§ **Task goal**
Below is a listing; restate from it, character for character, the lines beginning at the line holding "- POST /v2/bootstrap" and ending at the line holding "cannot both succeed.", both included.
[Listed records]
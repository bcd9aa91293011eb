// HTTP API error types and the taxonomy that maps them to status codes
use axum::{
    http::StatusCode,
    response::{IntoResponse, Response},
};
use thiserror::Error;

use crate::dataaccess::DataAccessError;
use crate::telemetry;

/// Public message for malformed request bodies. Parser detail is never echoed.
pub const CORRUPT_PAYLOAD_MESSAGE: &str = "Corrupt JSON payload";

const INTERNAL_ERROR_MESSAGE: &str = "Internal Server Error";

/// Taxonomy tag every handler error classifies into.
#[derive(Debug, Clone, Copy, PartialEq, Eq)]
pub enum ErrorKind {
    /// A required field is empty or missing
    MissingField,
    NotFound,
    Forbidden,
    AlreadyExists,
    NotImplemented,
    /// The data access layer itself failed
    StorageFailure,
    MalformedPayload,
    Unclassified,
}

impl ErrorKind {
    pub fn status(self) -> StatusCode {
        match self {
            ErrorKind::MissingField => StatusCode::EXPECTATION_FAILED,
            ErrorKind::NotFound => StatusCode::NOT_FOUND,
            ErrorKind::Forbidden => StatusCode::FORBIDDEN,
            ErrorKind::AlreadyExists => StatusCode::CONFLICT,
            ErrorKind::NotImplemented => StatusCode::NOT_IMPLEMENTED,
            ErrorKind::StorageFailure => StatusCode::INTERNAL_SERVER_ERROR,
            ErrorKind::MalformedPayload => StatusCode::NOT_ACCEPTABLE,
            ErrorKind::Unclassified => StatusCode::INTERNAL_SERVER_ERROR,
        }
    }

    pub fn as_str(self) -> &'static str {
        match self {
            ErrorKind::MissingField => "missing_field",
            ErrorKind::NotFound => "not_found",
            ErrorKind::Forbidden => "forbidden",
            ErrorKind::AlreadyExists => "already_exists",
            ErrorKind::NotImplemented => "not_implemented",
            ErrorKind::StorageFailure => "storage_failure",
            ErrorKind::MalformedPayload => "malformed_payload",
            ErrorKind::Unclassified => "unclassified",
        }
    }
}

impl From<&DataAccessError> for ErrorKind {
    fn from(err: &DataAccessError) -> Self {
        match err {
            DataAccessError::EmptyGroupName
            | DataAccessError::EmptyRoleName
            | DataAccessError::EmptyUserName
            | DataAccessError::FieldRequired(_) => ErrorKind::MissingField,

            DataAccessError::NoSuchGroup
            | DataAccessError::NoSuchRole
            | DataAccessError::NoSuchToken
            | DataAccessError::NoSuchUser => ErrorKind::NotFound,

            DataAccessError::AdminUndeletable => ErrorKind::Forbidden,

            DataAccessError::GroupExists
            | DataAccessError::RoleExists
            | DataAccessError::UserExists => ErrorKind::AlreadyExists,

            DataAccessError::NotImplemented => ErrorKind::NotImplemented,

            DataAccessError::NotInitialized
            | DataAccessError::CantInitialize(_)
            | DataAccessError::CantConnect(_)
            | DataAccessError::Storage(_) => ErrorKind::StorageFailure,
        }
    }
}

/// Error returned by request handlers.
///
/// Handlers never pick status codes on the error path; converting an
/// `ApiError` into a response is the only place that happens.
#[derive(Debug, Error)]
pub enum ApiError {
    #[error(transparent)]
    DataAccess(#[from] DataAccessError),

    #[error("missing value: {0}")]
    MissingValue(&'static str),

    #[error("failed to unmarshal payload: {0}")]
    Unmarshal(#[source] serde_json::Error),

    #[error(transparent)]
    Unclassified(#[from] anyhow::Error),
}

impl ApiError {
    pub fn unclassified(message: impl std::fmt::Display) -> Self {
        ApiError::Unclassified(anyhow::anyhow!("{}", message))
    }

    pub fn kind(&self) -> ErrorKind {
        match self {
            ApiError::DataAccess(err) => ErrorKind::from(err),
            ApiError::MissingValue(_) => ErrorKind::MissingField,
            ApiError::Unmarshal(_) => ErrorKind::MalformedPayload,
            ApiError::Unclassified(_) => ErrorKind::Unclassified,
        }
    }

    pub fn status_code(&self) -> StatusCode {
        self.kind().status()
    }

    /// Client-safe message for this error.
    pub fn public_message(&self) -> String {
        match self {
            ApiError::DataAccess(err) => err.public_message(),
            ApiError::MissingValue(_) => self.to_string(),
            ApiError::Unmarshal(_) => CORRUPT_PAYLOAD_MESSAGE.to_string(),
            ApiError::Unclassified(_) => INTERNAL_ERROR_MESSAGE.to_string(),
        }
    }
}

/// Decodes a JSON request body, classifying any failure as a malformed payload.
pub fn decode_json<T: serde::de::DeserializeOwned>(body: &[u8]) -> Result<T, ApiError> {
    serde_json::from_slice(body).map_err(ApiError::Unmarshal)
}

// Automatic HTTP response conversion for Axum
impl IntoResponse for ApiError {
    fn into_response(self) -> Response {
        let kind = self.kind();
        let status = kind.status();

        match kind {
            ErrorKind::StorageFailure => {
                tracing::error!(status = status.as_u16(), "{}", self);
            }
            ErrorKind::Unclassified => {
                tracing::warn!(error = %self, "Unhandled server error");
                telemetry::record_error(kind.as_str());
                tracing::error!(error = %self, status = status.as_u16(), "{}", self);
            }
            ErrorKind::MalformedPayload => {
                tracing::debug!(error = %self, "Rejected malformed payload");
            }
            _ => {}
        }

        (status, self.public_message()).into_response()
    }
}
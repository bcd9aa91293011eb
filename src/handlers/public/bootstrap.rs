// handlers/public/bootstrap.rs - POST /v2/bootstrap
//
// One-shot provisioning of the administrative identity on an empty
// deployment. Steps run in order and the first failure aborts; earlier steps
// are not rolled back, leaving the partial state for an operator to repair.

use axum::{
    body::Bytes,
    extract::State,
    http::StatusCode,
    response::{IntoResponse, Json, Response},
};
use tracing::{info, warn};

use crate::auth::generate_random_token;
use crate::dataaccess::{Group, User};
use crate::error::{decode_json, ApiError};
use crate::state::AppState;

pub const ADMIN_USER: &str = "admin";
pub const ADMIN_GROUP: &str = "admin";
pub const ADMIN_ROLE: &str = "admin";
pub const ADMIN_PERMISSION_BUNDLE: &str = "gort";
pub const ADMIN_PERMISSIONS: [&str; 4] = [
    "manage_commands",
    "manage_groups",
    "manage_roles",
    "manage_users",
];

pub const DEFAULT_ADMIN_EMAIL: &str = "gort@localhost";
pub const DEFAULT_ADMIN_FULL_NAME: &str = "Gort Administrator";
const GENERATED_PASSWORD_LEN: usize = 32;

/// Fills in bootstrap defaults. The username is always forced to `admin`,
/// whatever the caller sent.
pub fn bootstrap_user_with_defaults(mut user: User) -> User {
    if user.email.is_empty() {
        user.email = DEFAULT_ADMIN_EMAIL.to_string();
    }

    if user.full_name.is_empty() {
        user.full_name = DEFAULT_ADMIN_FULL_NAME.to_string();
    }

    user.username = ADMIN_USER.to_string();

    if user.password.is_empty() {
        user.password = generate_random_token(GENERATED_PASSWORD_LEN);
    }

    user
}

/// Provisions the admin user, group, role and permission grants.
///
/// Rejected with 409 once any user exists. The whole check-then-act sequence
/// holds the bootstrap lock, so concurrent first calls cannot both succeed.
pub async fn bootstrap_post(State(state): State<AppState>, body: Bytes) -> Result<Response, ApiError> {
    let _guard = state.bootstrap_lock.lock().await;

    let users = state.dal.user_list().await?;
    if !users.is_empty() {
        warn!("Re-bootstrap attempted");
        return Ok((StatusCode::CONFLICT, "Service already bootstrapped").into_response());
    }

    let user: User = decode_json(&body)?;
    let user = bootstrap_user_with_defaults(user);

    let dal = &state.dal;
    dal.user_create(user.clone()).await?;
    dal.group_create(Group::new(ADMIN_GROUP)).await?;
    dal.group_add_user(ADMIN_GROUP, &user.username).await?;
    dal.role_create(ADMIN_ROLE).await?;
    dal.group_grant_role(ADMIN_GROUP, ADMIN_ROLE).await?;

    for permission in ADMIN_PERMISSIONS {
        dal.role_grant_permission(ADMIN_ROLE, ADMIN_PERMISSION_BUNDLE, permission)
            .await?;
    }

    info!(user = %user.username, "Service bootstrapped");

    // The response is the only place a generated password is ever shown.
    Ok(Json(user).into_response())
}
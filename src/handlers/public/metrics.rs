// handlers/public/metrics.rs - GET /v2/metrics

use axum::{
    extract::State,
    http::header,
    response::IntoResponse,
};

use crate::state::AppState;

const PROMETHEUS_CONTENT_TYPE: &str = "text/plain; version=0.0.4";

/// Prometheus text exposition of the service counters.
pub async fn metrics_get(State(state): State<AppState>) -> impl IntoResponse {
    (
        [(header::CONTENT_TYPE, PROMETHEUS_CONTENT_TYPE)],
        state.metrics.render(),
    )
}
[/Listed records]
§ **Exercise answer**
// handlers/public/bootstrap.rs - POST /v2/bootstrap
//
// One-shot provisioning of the administrative identity on an empty
// deployment. Steps run in order and the first failure aborts; earlier steps
// are not rolled back, leaving the partial state for an operator to repair.

use axum::{
    body::Bytes,
    extract::State,
    http::StatusCode,
    response::{IntoResponse, Json, Response},
};
use tracing::{info, warn};

use crate::auth::generate_random_token;
use crate::dataaccess::{Group, User};
use crate::error::{decode_json, ApiError};
use crate::state::AppState;

pub const ADMIN_USER: &str = "admin";
pub const ADMIN_GROUP: &str = "admin";
pub const ADMIN_ROLE: &str = "admin";
pub const ADMIN_PERMISSION_BUNDLE: &str = "gort";
pub const ADMIN_PERMISSIONS: [&str; 4] = [
    "manage_commands",
    "manage_groups",
    "manage_roles",
    "manage_users",
];

pub const DEFAULT_ADMIN_EMAIL: &str = "gort@localhost";
pub const DEFAULT_ADMIN_FULL_NAME: &str = "Gort Administrator";
const GENERATED_PASSWORD_LEN: usize = 32;

/// Fills in bootstrap defaults. The username is always forced to `admin`,
/// whatever the caller sent.
pub fn bootstrap_user_with_defaults(mut user: User) -> User {
    if user.email.is_empty() {
        user.email = DEFAULT_ADMIN_EMAIL.to_string();
    }

    if user.full_name.is_empty() {
        user.full_name = DEFAULT_ADMIN_FULL_NAME.to_string();
    }

    user.username = ADMIN_USER.to_string();

    if user.password.is_empty() {
        user.password = generate_random_token(GENERATED_PASSWORD_LEN);
    }

    user
}

/// Provisions the admin user, group, role and permission grants.
///
/// Rejected with 409 once any user exists. The whole check-then-act sequence
/// holds the bootstrap lock, so concurrent first calls cannot both succeed.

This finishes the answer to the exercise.